Data in this exercise:

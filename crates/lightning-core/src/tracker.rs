//! Lightning strike tracking
//!
//! The sensor only reports a running strike counter, the estimated distance
//! of the latest strike and a startup flag. [`LightningTracker`] turns a
//! stream of such samples into:
//!
//! - the number of strikes since the previous sample and when they happened
//!   ([`last_event`](LightningTracker::last_event))
//! - the number of strikes over the past 60 minutes
//!   ([`past_hour`](LightningTracker::past_hour))
//!
//! ## Reconciliation
//!
//! Each sample is compared with the previously seen counter value:
//!
//! - **No baseline yet**: the history is initialized and the counter value
//!   becomes the baseline. Nothing else happens.
//! - **Counter went down**: the sensor was reset or its counter overflowed
//!   (the two cannot be told apart). The counter value becomes the new
//!   baseline. Nothing else happens.
//! - **Counter went up**: the difference is recorded as the last event.
//! - **Counter unchanged**: no event.
//!
//! In the last two cases the strike delta (possibly zero) is written to the
//! history bucket of the sample, and the buckets of intervals that passed
//! without a sample are marked as having no data. If a whole hour or more
//! has passed since the previous update, the history is reset first.
//!
//! ## Usage
//!
//! ```rust,ignore
//! let mut tracker = LightningTracker::new(LightningConfig::default(), MemoryStore::new());
//! if let Err(e) = tracker.load() {
//!     warn!("Using volatile lightning state: {}", e);
//! }
//!
//! // Once per sampling cycle
//! let result = tracker.reconcile(LightningSample::new(timestamp, counter, distance, startup));
//!
//! if let Some(event) = tracker.last_event() { /* ... */ }
//! let strikes_past_hour = tracker.past_hour();
//! ```

use log::{debug, error, info, trace, warn};

use crate::config::LightningConfig;
use crate::history::{Bucket, HistoryRing};
use crate::state::{LastEvent, LightningState};
use crate::storage::{PersistenceError, RecordStore, StateStore};
use crate::time::Timestamp;

/// One reading from the lightning sensor
#[derive(Debug, Clone, Copy, PartialEq, Eq)]
pub struct LightningSample {
    /// Time of the reading, seconds since the Unix epoch
    pub timestamp: Timestamp,
    /// Running strike counter, monotonic while the sensor stays powered
    pub counter: i32,
    /// Estimated distance of the latest strike in km
    pub distance: u8,
    /// Sensor reported a (re)start. Currently not used by reconciliation.
    pub startup: bool,
}

impl LightningSample {
    pub const fn new(timestamp: Timestamp, counter: i32, distance: u8, startup: bool) -> Self {
        Self {
            timestamp,
            counter,
            distance,
            startup,
        }
    }
}

/// Why a sample only (re)established the counter baseline
#[derive(Debug, Clone, Copy, PartialEq, Eq)]
pub enum BaselineReason {
    /// First sample since the tracker was created or reset
    Uninitialized,
    /// Counter below the previous value: sensor reset or counter overflow
    CounterRegressed { previous: i32, current: i32 },
}

/// What a reconciliation did
#[derive(Debug, Clone, Copy, PartialEq, Eq)]
pub enum ReconcileOutcome {
    /// The sample only set the counter baseline
    Baseline(BaselineReason),
    /// The sample is older than the last update; history was left alone.
    /// `strikes` new strikes were still recorded as the last event.
    ClockAnomaly { elapsed_secs: i64, strikes: u32 },
    /// History was updated with the strikes since the previous sample
    Updated {
        strikes: u32,
        /// A full history window had passed, all older buckets were dropped
        window_expired: bool,
        /// Buckets marked as having no data because no sample covered them
        skipped_buckets: usize,
    },
}

/// Result of [`LightningTracker::reconcile`]
///
/// The outcome is always valid; `persisted` reports whether the updated
/// state also reached storage.
#[derive(Debug)]
pub struct Reconciliation<E: core::fmt::Debug> {
    pub outcome: ReconcileOutcome,
    pub persisted: Result<(), PersistenceError<E>>,
}

/// Lightning sensor post-processing
///
/// Owns the persisted [`LightningState`] and the store it is saved to.
/// Samples must be fed one at a time; see [`SharedTracker`](crate::shared::SharedTracker)
/// for access from several tasks.
pub struct LightningTracker<S: RecordStore> {
    config: LightningConfig,
    state: LightningState,
    store: StateStore<S>,
}

impl<S: RecordStore> LightningTracker<S> {
    /// Create a tracker with default state. Nothing is read from `store`
    /// until [`load`](Self::load) is called.
    pub fn new(config: LightningConfig, store: S) -> Self {
        Self {
            config,
            state: LightningState::new(config),
            store: StateStore::new(store),
        }
    }

    /// Restore the state saved by a previous run.
    ///
    /// On failure the current in-memory state is kept, so the tracker stays
    /// usable (without persistence) and the error is only informative.
    pub fn load(&mut self) -> Result<(), PersistenceError<S::Error>> {
        match self.store.load(&self.config) {
            Ok(state) => {
                info!(" Restored lightning state: {}", state);
                self.state = state;
                Ok(())
            }
            Err(e) => {
                error!(" Failed to load lightning state: {}", e);
                Err(e)
            }
        }
    }

    /// Persist the current state
    pub fn save(&mut self) -> Result<(), PersistenceError<S::Error>> {
        let result = self.store.save(&self.state);
        if let Err(e) = &result {
            error!(" Failed to save lightning state: {}", e);
        }
        result
    }

    pub fn config(&self) -> &LightningConfig {
        &self.config
    }

    pub fn state(&self) -> &LightningState {
        &self.state
    }

    pub fn store(&self) -> &S {
        self.store.backend()
    }

    pub fn store_mut(&mut self) -> &mut S {
        self.store.backend_mut()
    }

    pub fn into_store(self) -> S {
        self.store.into_inner()
    }

    /// Process one sensor sample.
    pub fn reconcile(&mut self, sample: LightningSample) -> Reconciliation<S::Error> {
        let outcome = self.apply(sample);
        let persisted = match outcome {
            // Nothing changed unless an event was recorded before the clock
            // check failed
            ReconcileOutcome::ClockAnomaly { strikes: 0, .. } => Ok(()),
            _ => self.save(),
        };
        Reconciliation { outcome, persisted }
    }

    fn apply(&mut self, sample: LightningSample) -> ReconcileOutcome {
        let LightningSample {
            timestamp,
            counter,
            distance,
            startup: _,
        } = sample;

        let prev = match self.state.prev_counter {
            None => {
                self.init_history(Some(0));
                self.state.prev_counter = Some(counter);
                info!(" Lightning counter baseline set to {}", counter);
                return ReconcileOutcome::Baseline(BaselineReason::Uninitialized);
            }
            Some(prev) if counter < prev => {
                warn!(
                    " Lightning counter dropped from {} to {} (sensor reset or overflow)",
                    prev, counter
                );
                self.state.prev_counter = Some(counter);
                return ReconcileOutcome::Baseline(BaselineReason::CounterRegressed {
                    previous: prev,
                    current: counter,
                });
            }
            Some(prev) => prev,
        };

        // counter >= prev, so the difference is non-negative and fits u32
        let strikes = counter.abs_diff(prev);
        if strikes > 0 {
            self.state.last_event = Some(LastEvent {
                timestamp,
                count: strikes,
                distance,
            });
            self.state.prev_counter = Some(counter);
            debug!(" {} new strike(s), distance {} km", strikes, distance);
        }

        let elapsed_secs = timestamp.saturating_sub(self.state.last_update);
        if elapsed_secs < 0 {
            warn!(
                " Negative time span since last update ({} s), history not updated",
                elapsed_secs
            );
            return ReconcileOutcome::ClockAnomaly {
                elapsed_secs,
                strikes,
            };
        }

        let history = &mut self.state.history;
        let window_expired = elapsed_secs >= self.config.interval.window_secs();
        if window_expired {
            warn!(" History time frame expired, resetting!");
            history.reset_all(Some(0));
        }

        let skipped_buckets = history.invalidate_range(self.state.last_update, timestamp);
        history.set(timestamp, strikes);
        debug!(
            " hist[{}]={} ({} skipped)",
            history.bucket_index(timestamp),
            strikes,
            skipped_buckets
        );
        trace!(" {}", history);

        self.state.last_update = timestamp;

        ReconcileOutcome::Updated {
            strikes,
            window_expired,
            skipped_buckets,
        }
    }

    /// Forget the counter baseline and the last event.
    ///
    /// The history is kept; call [`init_history`](Self::init_history) as
    /// well for a clean slate. The next sample sets a new baseline.
    pub fn reset(&mut self) {
        self.state.reset();
        info!(" Lightning tracker reset");
    }

    /// Set every history bucket to `fill`.
    ///
    /// Independent of the counter baseline; `None` marks the whole past hour
    /// as having no data.
    pub fn init_history(&mut self, fill: Bucket) {
        if self.state.history.matches(&self.config) {
            self.state.history.reset_all(fill);
        } else {
            self.state.history = HistoryRing::new(self.config, fill);
        }
    }

    /// The last sample that reported new strikes, if any since the last reset
    pub fn last_event(&self) -> Option<LastEvent> {
        self.state.last_event
    }

    /// Strikes over the past hour, `None` if no interval has valid data
    pub fn past_hour(&self) -> Option<u32> {
        self.state.history.sum_valid()
    }

    /// Strikes over the hour ending at `now`.
    ///
    /// Unlike [`past_hour`](Self::past_hour), intervals that have elapsed
    /// since the last update count as having no data, so the result goes to
    /// `None` once a full hour passes without samples.
    pub fn past_hour_at(&self, now: Timestamp) -> Option<u32> {
        if now < self.state.last_update {
            return self.past_hour();
        }
        let mut history = self.state.history.clone();
        history.invalidate_through(self.state.last_update, now);
        history.sum_valid()
    }
}
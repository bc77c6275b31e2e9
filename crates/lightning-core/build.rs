//! Resolves the tracker's build-time defaults.
//!
//! Values are taken from the environment, falling back to a `.env` file in
//! the package (or any parent) directory. Once validated they are written to
//! `$OUT_DIR/defaults.rs` as typed constants, which `config.rs` includes.

const UPDATE_RATE_VAR: &str = "LIGHTNING_UPDATE_RATE_MIN";
const UTC_OFFSET_VAR: &str = "LIGHTNING_UTC_OFFSET_SECS";

const DEFAULT_UPDATE_RATE_MIN: u8 = 6;
const DEFAULT_UTC_OFFSET_SECS: i32 = 0;

fn main() {
    println!("cargo:rerun-if-changed=.env");
    println!("cargo:rerun-if-env-changed={UPDATE_RATE_VAR}");
    println!("cargo:rerun-if-env-changed={UTC_OFFSET_VAR}");

    // A missing .env file is fine, the built-in defaults apply.
    let _ = dotenvy::dotenv();

    let rate = match std::env::var(UPDATE_RATE_VAR) {
        Ok(raw) => raw
            .trim()
            .parse::<u8>()
            .unwrap_or_else(|_| panic!("{UPDATE_RATE_VAR} must be an integer, got {raw:?}")),
        Err(_) => DEFAULT_UPDATE_RATE_MIN,
    };
    if rate == 0 || rate > 60 || 60 % rate != 0 {
        panic!("{UPDATE_RATE_VAR}={rate} must evenly divide 60 minutes");
    }

    let offset = match std::env::var(UTC_OFFSET_VAR) {
        Ok(raw) => raw
            .trim()
            .parse::<i32>()
            .unwrap_or_else(|_| panic!("{UTC_OFFSET_VAR} must be an integer, got {raw:?}")),
        Err(_) => DEFAULT_UTC_OFFSET_SECS,
    };
    if offset.unsigned_abs() > 14 * 3600 {
        panic!("{UTC_OFFSET_VAR}={offset} is outside the valid UTC offset range");
    }

    let out_dir = std::env::var("OUT_DIR").expect("OUT_DIR is set by cargo");
    let defaults = format!(
        "/// Default update interval in minutes, from `{UPDATE_RATE_VAR}`\n\
         pub const DEFAULT_UPDATE_RATE_MIN: u8 = {rate};\n\
         \n\
         /// Default offset of local time from UTC in seconds, from `{UTC_OFFSET_VAR}`\n\
         pub const DEFAULT_UTC_OFFSET_SECS: i32 = {offset};\n"
    );
    std::fs::write(std::path::Path::new(&out_dir).join("defaults.rs"), defaults)
        .expect("failed to write defaults.rs");
}
//! Tracker state that survives restarts and deep sleep

use core::fmt::Display;

use serde::{Deserialize, Serialize};

use crate::config::LightningConfig;
use crate::history::HistoryRing;
use crate::time::Timestamp;

/// The most recent reconciliation that saw new strikes
#[derive(Debug, Clone, Copy, PartialEq, Eq, Default, Serialize, Deserialize)]
pub struct LastEvent {
    /// Timestamp of the sample that reported the strikes
    pub timestamp: Timestamp,
    /// Strikes counted since the previous sample
    pub count: u32,
    /// Estimated distance of the latest strike in km (0-255)
    pub distance: u8,
}

/// Persisted tracker record
///
/// Single instance per device, mutated only by the tracker's reconciliation
/// and reset operations.
#[derive(Debug, Clone, PartialEq, Eq, Serialize, Deserialize)]
pub struct LightningState {
    /// Timestamp of the last reconciliation that updated the history (0 = never)
    pub last_update: Timestamp,
    /// Last raw counter value seen, `None` until the first sample
    pub prev_counter: Option<i32>,
    /// Last recorded event, `None` after a reset
    pub last_event: Option<LastEvent>,
    /// Strike counts for the past hour
    pub history: HistoryRing,
}

impl LightningState {
    /// Field-wise defaults used when no record has been stored yet
    pub fn new(layout: LightningConfig) -> Self {
        Self {
            last_update: 0,
            prev_counter: None,
            last_event: Some(LastEvent::default()),
            history: HistoryRing::new(layout, Some(0)),
        }
    }

    /// Forget the counter baseline and the last event.
    ///
    /// History is left untouched; callers that want a clean history must
    /// also reinitialize it.
    pub fn reset(&mut self) {
        self.last_update = 0;
        self.prev_counter = None;
        self.last_event = None;
    }

    pub fn is_initialized(&self) -> bool {
        self.prev_counter.is_some()
    }
}

impl Display for LightningState {
    fn fmt(&self, f: &mut core::fmt::Formatter<'_>) -> core::fmt::Result {
        write!(f, "[LightningState] last_update: {}, ", self.last_update)?;
        match self.prev_counter {
            Some(counter) => write!(f, "prev_counter: {counter}, ")?,
            None => write!(f, "prev_counter: -, ")?,
        }
        match self.last_event {
            Some(event) => write!(
                f,
                "last_event: {} strike(s) at {}, {} km",
                event.count, event.timestamp, event.distance
            ),
            None => write!(f, "last_event: -"),
        }
    }
}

Your goal: Count the lines of the data that hold the string "kept". The answer should be that number alone.

Result of this exercise: 2